• _TASK GOAL_
Transcribe only the lines between the first line of the records and the line containing "pub use msgraph_abstractions as abstractions;", inclusive, exactly as written.

LISTED ENTRIES: Begin

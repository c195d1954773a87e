//! Microsoft Graph v1.0 client.
//!
//! Ties the request builders of [`msgraph_sdk`] to the reqwest transport of
//! [`msgraph_http`]:
//!
//! ```ignore
//! let client = msgraph::client_from_env(GraphClientOptions::default())?;
//! let page = client.users().get(None).await?;
//! ```

pub mod logging;

pub use msgraph_abstractions as abstractions;
pub use msgraph_http as http;
pub use msgraph_sdk::{
    client, count, directory_objects, drives, groups, models, page_iterator, query, users,
    workbook, GraphServiceClient, PageIterator,
};

pub use msgraph_abstractions::{GraphError, GraphErrorCode, GraphResult, RequestConfiguration};
pub use msgraph_http::{ClientCredentialsConfig, GraphClientOptions, NationalCloud};

use log::info;
use msgraph_abstractions::{
    AccessTokenProvider, AnonymousAuthenticationProvider, AuthenticationProvider,
    BaseBearerTokenAuthenticationProvider, RequestAdapter,
};
use msgraph_http::{ClientCredentialsTokenProvider, ReqwestRequestAdapter, StaticAccessTokenProvider};
use std::sync::Arc;

/// Client authenticated with the client-credentials grant (app-only).
pub fn client_with_credentials(
    config: ClientCredentialsConfig,
    options: GraphClientOptions,
) -> GraphResult<GraphServiceClient> {
    info!(
        "Creating Graph client for tenant {} ({:?})",
        config.tenant_id, config.national_cloud
    );
    let provider = ClientCredentialsTokenProvider::new(config)?;
    client_with_token_provider(Arc::new(provider), options)
}

/// Client-credentials client configured from `AZURE_TENANT_ID`,
/// `AZURE_CLIENT_ID` and `AZURE_CLIENT_SECRET`.
pub fn client_from_env(options: GraphClientOptions) -> GraphResult<GraphServiceClient> {
    let mut config = ClientCredentialsConfig::from_env()?;
    config.national_cloud = options.national_cloud;
    client_with_credentials(config, options)
}

/// Client sending a fixed bearer token, e.g. one acquired by a desktop app.
pub fn client_with_token(
    token: impl Into<String>,
    options: GraphClientOptions,
) -> GraphResult<GraphServiceClient> {
    client_with_token_provider(Arc::new(StaticAccessTokenProvider::new(token)), options)
}

pub fn client_with_token_provider(
    provider: Arc<dyn AccessTokenProvider>,
    options: GraphClientOptions,
) -> GraphResult<GraphServiceClient> {
    let auth = BaseBearerTokenAuthenticationProvider::new(provider);
    client_with_auth(Arc::new(auth), options)
}

/// Client that sends no `Authorization` header.
pub fn anonymous_client(options: GraphClientOptions) -> GraphResult<GraphServiceClient> {
    client_with_auth(Arc::new(AnonymousAuthenticationProvider), options)
}

pub fn client_with_auth(
    auth: Arc<dyn AuthenticationProvider>,
    options: GraphClientOptions,
) -> GraphResult<GraphServiceClient> {
    let adapter: Arc<dyn RequestAdapter> = Arc::new(ReqwestRequestAdapter::new(auth, options)?);
    Ok(GraphServiceClient::new(adapter))
}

LISTED ENTRIES: End

• _RESPONSE TO THE TASK_
repository c195d1954773a87e
//! Microsoft Graph v1.0 client.
//!
//! Ties the request builders of [`msgraph_sdk`] to the reqwest transport of
//! [`msgraph_http`]:
//!
//! ```ignore
//! let client = msgraph::client_from_env(GraphClientOptions::default())?;
//! let page = client.users().get(None).await?;
//! ```

pub mod logging;

pub use msgraph_abstractions as abstractions;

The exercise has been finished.